*** Records for processing ***
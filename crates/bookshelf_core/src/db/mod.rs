//! SQLite storage bootstrap, schema management and scoped sessions.
//!
//! # Responsibility
//! - Open and configure SQLite connections for the catalog.
//! - Ensure the `books` schema exists before any data access.
//! - Hand out request-scoped sessions from one long-lived store object.
//!
//! # Invariants
//! - Schema version is tracked via `PRAGMA user_version`.
//! - Core code must not read/write catalog data before the schema is ensured.

use std::error::Error;
use std::fmt::{Display, Formatter};

pub mod migrations;
mod open;
mod store;

pub use migrations::ensure_schema;
pub use open::{open_db, open_db_in_memory};
pub use store::{CatalogStore, Session};

pub type DbResult<T> = Result<T, DbError>;

#[derive(Debug)]
pub enum DbError {
    Sqlite(rusqlite::Error),
    UnsupportedSchemaVersion {
        db_version: u32,
        latest_supported: u32,
    },
}

impl Display for DbError {
    fn fmt(&self, f: &mut Formatter<'_>) -> std::fmt::Result {
        match self {
            Self::Sqlite(err) => write!(f, "{err}"),
            Self::UnsupportedSchemaVersion {
                db_version,
                latest_supported,
            } => write!(
                f,
                "database schema version {db_version} is newer than supported {latest_supported}"
            ),
        }
    }
}

impl Error for DbError {
    fn source(&self) -> Option<&(dyn Error + 'static)> {
        match self {
            Self::Sqlite(err) => Some(err),
            Self::UnsupportedSchemaVersion { .. } => None,
        }
    }
}

impl From<rusqlite::Error> for DbError {
    fn from(value: rusqlite::Error) -> Self {
        Self::Sqlite(value)
    }
}
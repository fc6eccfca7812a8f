//! Repository layer abstractions and persistence implementations.
//!
//! # Responsibility
//! - Define use-case oriented data access contracts.
//! - Isolate SQLite query details from service orchestration.
//!
//! # Invariants
//! - Repository writes only accept validated `BookFields`.
//! - Repository APIs return semantic errors (`NotFound`) in addition to DB
//!   transport errors.

pub mod book_repo;
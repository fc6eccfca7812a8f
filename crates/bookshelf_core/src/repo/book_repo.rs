//! Book repository contracts and SQLite implementation.
//!
//! # Responsibility
//! - Provide stable CRUD APIs over the `books` table.
//! - Keep SQL details inside the core persistence boundary.
//!
//! # Invariants
//! - Identity is assigned by SQLite and never reused.
//! - Updates replace `title`, `author` and `year` together; they never insert.
//! - Read paths reject invalid persisted state instead of masking it.

use crate::db::migrations::{current_user_version, latest_version};
use crate::db::DbError;
use crate::model::book::{Book, BookFields, BookId, FieldViolation, ValidationError};
use crate::search::substring::{search_books, SearchQuery};
use rusqlite::{params, Connection, Row};
use std::error::Error;
use std::fmt::{Display, Formatter};

/// Default page size for list calls.
pub const PAGE_LIMIT_DEFAULT: i64 = 100;
/// Largest page size a caller may request.
pub const PAGE_LIMIT_MAX: i64 = 100;

pub(crate) const BOOK_SELECT_SQL: &str = "SELECT
    id,
    title,
    author,
    year
FROM books";

const REQUIRED_COLUMNS: [&str; 4] = ["id", "title", "author", "year"];

pub type RepoResult<T> = Result<T, RepoError>;

/// Repository error for book persistence and query operations.
#[derive(Debug)]
pub enum RepoError {
    Db(DbError),
    NotFound(BookId),
    InvalidData(String),
    UninitializedConnection {
        expected_version: u32,
        actual_version: u32,
    },
    MissingRequiredTable(&'static str),
    MissingRequiredColumn {
        table: &'static str,
        column: &'static str,
    },
}

impl Display for RepoError {
    fn fmt(&self, f: &mut Formatter<'_>) -> std::fmt::Result {
        match self {
            Self::Db(err) => write!(f, "{err}"),
            Self::NotFound(id) => write!(f, "book not found: {id}"),
            Self::InvalidData(message) => write!(f, "invalid persisted book data: {message}"),
            Self::UninitializedConnection {
                expected_version,
                actual_version,
            } => write!(
                f,
                "connection schema version {actual_version} does not match expected {expected_version}"
            ),
            Self::MissingRequiredTable(table) => write!(f, "missing required table `{table}`"),
            Self::MissingRequiredColumn { table, column } => {
                write!(f, "missing required column `{table}.{column}`")
            }
        }
    }
}

impl Error for RepoError {
    fn source(&self) -> Option<&(dyn Error + 'static)> {
        match self {
            Self::Db(err) => Some(err),
            _ => None,
        }
    }
}

impl From<DbError> for RepoError {
    fn from(value: DbError) -> Self {
        Self::Db(value)
    }
}

impl From<rusqlite::Error> for RepoError {
    fn from(value: rusqlite::Error) -> Self {
        Self::Db(DbError::Sqlite(value))
    }
}

/// Offset pagination window for list calls.
///
/// Out-of-range values are rejected rather than clamped.
#[derive(Debug, Clone, Copy, PartialEq, Eq)]
pub struct Page {
    skip: i64,
    limit: i64,
}

impl Page {
    /// Builds a page window.
    ///
    /// # Errors
    /// - `skip` below zero.
    /// - `limit` outside `1..=PAGE_LIMIT_MAX`.
    pub fn new(skip: i64, limit: i64) -> Result<Self, ValidationError> {
        let mut violations = Vec::new();
        if skip < 0 {
            violations.push(FieldViolation {
                field: "skip",
                message: format!("must be greater than or equal to 0, got {skip}"),
            });
        }
        if !(1..=PAGE_LIMIT_MAX).contains(&limit) {
            violations.push(FieldViolation {
                field: "limit",
                message: format!("must be between 1 and {PAGE_LIMIT_MAX}, got {limit}"),
            });
        }

        match ValidationError::from_violations(violations) {
            Some(err) => Err(err),
            None => Ok(Self { skip, limit }),
        }
    }

    pub fn skip(&self) -> i64 {
        self.skip
    }

    pub fn limit(&self) -> i64 {
        self.limit
    }
}

impl Default for Page {
    fn default() -> Self {
        Self {
            skip: 0,
            limit: PAGE_LIMIT_DEFAULT,
        }
    }
}

/// Repository interface for book CRUD and search.
pub trait BookRepository {
    fn create_book(&self, fields: &BookFields) -> RepoResult<Book>;
    fn get_book(&self, id: BookId) -> RepoResult<Option<Book>>;
    fn list_books(&self, page: &Page) -> RepoResult<Vec<Book>>;
    fn update_book(&self, id: BookId, fields: &BookFields) -> RepoResult<Book>;
    fn delete_book(&self, id: BookId) -> RepoResult<()>;
    fn search_books(&self, query: &SearchQuery) -> RepoResult<Vec<Book>>;
}

/// SQLite-backed book repository.
pub struct SqliteBookRepository<'conn> {
    conn: &'conn Connection,
}

impl<'conn> SqliteBookRepository<'conn> {
    /// Constructs a repository from a connection whose schema is ready.
    ///
    /// # Errors
    /// - `UninitializedConnection` when the schema version is behind.
    /// - `MissingRequiredTable` / `MissingRequiredColumn` when the `books`
    ///   table does not have the expected shape.
    pub fn try_new(conn: &'conn Connection) -> RepoResult<Self> {
        ensure_connection_ready(conn)?;
        Ok(Self { conn })
    }
}

impl BookRepository for SqliteBookRepository<'_> {
    fn create_book(&self, fields: &BookFields) -> RepoResult<Book> {
        self.conn.execute(
            "INSERT INTO books (title, author, year) VALUES (?1, ?2, ?3);",
            params![fields.title(), fields.author(), fields.year()],
        )?;
        let id = self.conn.last_insert_rowid();

        Ok(fields.clone().into_book(id))
    }

    fn get_book(&self, id: BookId) -> RepoResult<Option<Book>> {
        let mut stmt = self
            .conn
            .prepare(&format!("{BOOK_SELECT_SQL} WHERE id = ?1;"))?;

        let mut rows = stmt.query([id])?;
        if let Some(row) = rows.next()? {
            return Ok(Some(parse_book_row(row)?));
        }

        Ok(None)
    }

    fn list_books(&self, page: &Page) -> RepoResult<Vec<Book>> {
        let mut stmt = self.conn.prepare(&format!(
            "{BOOK_SELECT_SQL} ORDER BY id ASC LIMIT ?1 OFFSET ?2;"
        ))?;

        let mut rows = stmt.query(params![page.limit(), page.skip()])?;
        let mut books = Vec::new();
        while let Some(row) = rows.next()? {
            books.push(parse_book_row(row)?);
        }

        Ok(books)
    }

    fn update_book(&self, id: BookId, fields: &BookFields) -> RepoResult<Book> {
        let changed = self.conn.execute(
            "UPDATE books
             SET
                title = ?1,
                author = ?2,
                year = ?3
             WHERE id = ?4;",
            params![fields.title(), fields.author(), fields.year(), id],
        )?;

        if changed == 0 {
            return Err(RepoError::NotFound(id));
        }

        Ok(fields.clone().into_book(id))
    }

    fn delete_book(&self, id: BookId) -> RepoResult<()> {
        let changed = self.conn.execute("DELETE FROM books WHERE id = ?1;", [id])?;

        if changed == 0 {
            return Err(RepoError::NotFound(id));
        }

        Ok(())
    }

    fn search_books(&self, query: &SearchQuery) -> RepoResult<Vec<Book>> {
        search_books(self.conn, query)
    }
}

pub(crate) fn parse_book_row(row: &Row<'_>) -> RepoResult<Book> {
    let book = Book {
        id: row.get("id")?,
        title: row.get("title")?,
        author: row.get("author")?,
        year: row.get("year")?,
    };
    book.validate()
        .map_err(|err| RepoError::InvalidData(format!("book {}: {err}", book.id)))?;
    Ok(book)
}

fn ensure_connection_ready(conn: &Connection) -> RepoResult<()> {
    let expected_version = latest_version();
    let actual_version = current_user_version(conn)?;
    if actual_version < expected_version {
        return Err(RepoError::UninitializedConnection {
            expected_version,
            actual_version,
        });
    }

    if !table_exists(conn, "books")? {
        return Err(RepoError::MissingRequiredTable("books"));
    }

    for column in REQUIRED_COLUMNS {
        if !table_has_column(conn, "books", column)? {
            return Err(RepoError::MissingRequiredColumn {
                table: "books",
                column,
            });
        }
    }

    Ok(())
}

fn table_exists(conn: &Connection, table: &str) -> RepoResult<bool> {
    let exists: i64 = conn.query_row(
        "SELECT EXISTS(
            SELECT 1
            FROM sqlite_master
            WHERE type = 'table' AND name = ?1
        );",
        [table],
        |row| row.get(0),
    )?;
    Ok(exists == 1)
}

fn table_has_column(conn: &Connection, table: &str, column: &str) -> RepoResult<bool> {
    let mut stmt = conn.prepare(&format!("PRAGMA table_info({table});"))?;
    let mut rows = stmt.query([])?;
    while let Some(row) = rows.next()? {
        let current: String = row.get(1)?;
        if current == column {
            return Ok(true);
        }
    }
    Ok(false)
}
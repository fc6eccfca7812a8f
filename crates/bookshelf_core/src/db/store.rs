//! Long-lived catalog store and request-scoped sessions.
//!
//! # Responsibility
//! - Own the database location for the lifetime of the process.
//! - Ensure the schema once at construction.
//! - Open one short-lived connection per unit of work.
//!
//! # Invariants
//! - A `Session` owns its connection; dropping it closes the connection on
//!   every exit path, including early returns and unwinding.
//! - `CatalogStore` keeps no open connection and no cached rows.

use super::open::open_db;
use super::DbResult;
use log::{debug, info};
use rusqlite::Connection;
use std::ops::Deref;
use std::path::{Path, PathBuf};
use std::time::Instant;

/// Process-wide handle to the catalog database.
///
/// Constructed once at startup and shared by reference with request handlers.
#[derive(Debug, Clone)]
pub struct CatalogStore {
    db_path: PathBuf,
}

impl CatalogStore {
    /// Opens (or creates) the database at `db_path` and ensures the schema.
    ///
    /// # Errors
    /// - Returns `DbError` when the file cannot be opened or the schema is
    ///   newer than this binary supports.
    pub fn open(db_path: impl Into<PathBuf>) -> DbResult<Self> {
        let db_path = db_path.into();
        // Bootstrap connection; dropped as soon as the schema is in place.
        let conn = open_db(&db_path)?;
        drop(conn);

        info!(
            "event=catalog_open module=db status=ok db_path={}",
            db_path.display()
        );
        Ok(Self { db_path })
    }

    /// Returns the database file backing this store.
    pub fn db_path(&self) -> &Path {
        &self.db_path
    }

    /// Acquires a new session scoped to one unit of work.
    pub fn session(&self) -> DbResult<Session> {
        let conn = open_db(&self.db_path)?;
        Ok(Session {
            conn,
            opened_at: Instant::now(),
        })
    }
}

/// Connection scoped to a single request or command.
pub struct Session {
    conn: Connection,
    opened_at: Instant,
}

impl Session {
    /// Borrows the underlying connection.
    pub fn connection(&self) -> &Connection {
        &self.conn
    }
}

impl Deref for Session {
    type Target = Connection;

    fn deref(&self) -> &Self::Target {
        &self.conn
    }
}

impl Drop for Session {
    fn drop(&mut self) {
        debug!(
            "event=db_session_close module=db status=ok held_ms={}",
            self.opened_at.elapsed().as_millis()
        );
    }
}
//! Book catalog use-case service.
//!
//! # Responsibility
//! - Provide the create/list/get/update/delete/search entry points.
//! - Validate every caller input before touching the repository.
//! - Collapse repository failures into three caller-facing kinds.
//!
//! # Invariants
//! - A validation failure never reaches storage.
//! - `update` is a full replacement; an absent `year` clears the stored one.
//! - Service layer remains storage-agnostic.

use crate::model::book::{Book, BookId, BookInput, ValidationError};
use crate::repo::book_repo::{BookRepository, Page, RepoError};
use crate::search::substring::SearchQuery;
use log::{info, warn};
use std::error::Error;
use std::fmt::{Display, Formatter};
use std::time::Instant;

pub type CatalogResult<T> = Result<T, CatalogError>;

/// Caller-facing error for catalog use-cases.
#[derive(Debug)]
pub enum CatalogError {
    /// Input failed field constraints; storage was not touched.
    Validation(ValidationError),
    /// Referenced book does not exist.
    NotFound(BookId),
    /// Storage failed after validation passed.
    Storage(RepoError),
}

impl Display for CatalogError {
    fn fmt(&self, f: &mut Formatter<'_>) -> std::fmt::Result {
        match self {
            Self::Validation(err) => write!(f, "{err}"),
            Self::NotFound(id) => write!(f, "book not found: {id}"),
            Self::Storage(err) => write!(f, "storage failure: {err}"),
        }
    }
}

impl Error for CatalogError {
    fn source(&self) -> Option<&(dyn Error + 'static)> {
        match self {
            Self::Validation(err) => Some(err),
            Self::NotFound(_) => None,
            Self::Storage(err) => Some(err),
        }
    }
}

impl From<ValidationError> for CatalogError {
    fn from(value: ValidationError) -> Self {
        Self::Validation(value)
    }
}

impl From<RepoError> for CatalogError {
    fn from(value: RepoError) -> Self {
        match value {
            RepoError::NotFound(id) => Self::NotFound(id),
            other => Self::Storage(other),
        }
    }
}

/// Use-case service wrapper for catalog operations.
pub struct BookService<R: BookRepository> {
    repo: R,
}

impl<R: BookRepository> BookService<R> {
    /// Creates a service using the provided repository implementation.
    pub fn new(repo: R) -> Self {
        Self { repo }
    }

    /// Validates and stores a new book, returning it with its assigned id.
    pub fn create(&self, input: BookInput) -> CatalogResult<Book> {
        let started_at = Instant::now();
        let fields = input.validate().inspect_err(|err| log_rejected("book_create", err))?;

        let book = self.repo.create_book(&fields)?;
        info!(
            "event=book_create module=service status=ok book_id={} duration_ms={}",
            book.id,
            started_at.elapsed().as_millis()
        );
        Ok(book)
    }

    /// Lists books in ascending id order.
    ///
    /// # Errors
    /// - `Validation` when `skip < 0` or `limit` is outside `1..=100`.
    pub fn list(&self, skip: i64, limit: i64) -> CatalogResult<Vec<Book>> {
        let page = Page::new(skip, limit).inspect_err(|err| log_rejected("book_list", err))?;
        Ok(self.repo.list_books(&page)?)
    }

    /// Gets one book by id.
    pub fn get(&self, id: BookId) -> CatalogResult<Book> {
        self.repo.get_book(id)?.ok_or(CatalogError::NotFound(id))
    }

    /// Replaces all mutable fields of an existing book.
    ///
    /// Validation runs first, so an invalid payload for a missing id reports
    /// `Validation`, not `NotFound`.
    pub fn update(&self, id: BookId, input: BookInput) -> CatalogResult<Book> {
        let started_at = Instant::now();
        let fields = input.validate().inspect_err(|err| log_rejected("book_update", err))?;

        let book = self.repo.update_book(id, &fields).inspect_err(|err| {
            if matches!(err, RepoError::NotFound(_)) {
                info!("event=book_update module=service status=not_found book_id={id}");
            }
        })?;
        info!(
            "event=book_update module=service status=ok book_id={} duration_ms={}",
            id,
            started_at.elapsed().as_millis()
        );
        Ok(book)
    }

    /// Deletes one book; a missing id is reported, never ignored.
    pub fn delete(&self, id: BookId) -> CatalogResult<()> {
        let started_at = Instant::now();
        match self.repo.delete_book(id) {
            Ok(()) => {
                info!(
                    "event=book_delete module=service status=ok book_id={} duration_ms={}",
                    id,
                    started_at.elapsed().as_millis()
                );
                Ok(())
            }
            Err(err) => {
                if matches!(err, RepoError::NotFound(_)) {
                    info!("event=book_delete module=service status=not_found book_id={id}");
                }
                Err(err.into())
            }
        }
    }

    /// Returns all books whose title, author or year contains `text`.
    pub fn search(&self, text: impl Into<String>) -> CatalogResult<Vec<Book>> {
        let started_at = Instant::now();
        let query = SearchQuery::new(text).inspect_err(|err| log_rejected("book_search", err))?;

        let books = self.repo.search_books(&query)?;
        info!(
            "event=book_search module=service status=ok hits={} duration_ms={}",
            books.len(),
            started_at.elapsed().as_millis()
        );
        Ok(books)
    }
}

fn log_rejected(event: &str, err: &ValidationError) {
    warn!(
        "event={event} module=service status=rejected fields={}",
        err.fields().join(",")
    );
}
*** End of Records for processing ***
__Goal of the exercise__
Your answer should consist of each line of the data above in which the word "never" occurs.

__Expected output__
//! - Identity is assigned by SQLite and never reused.
//! - Updates replace `title`, `author` and `year` together; they never insert.
//! - A validation failure never reaches storage.
    /// Deletes one book; a missing id is reported, never ignored.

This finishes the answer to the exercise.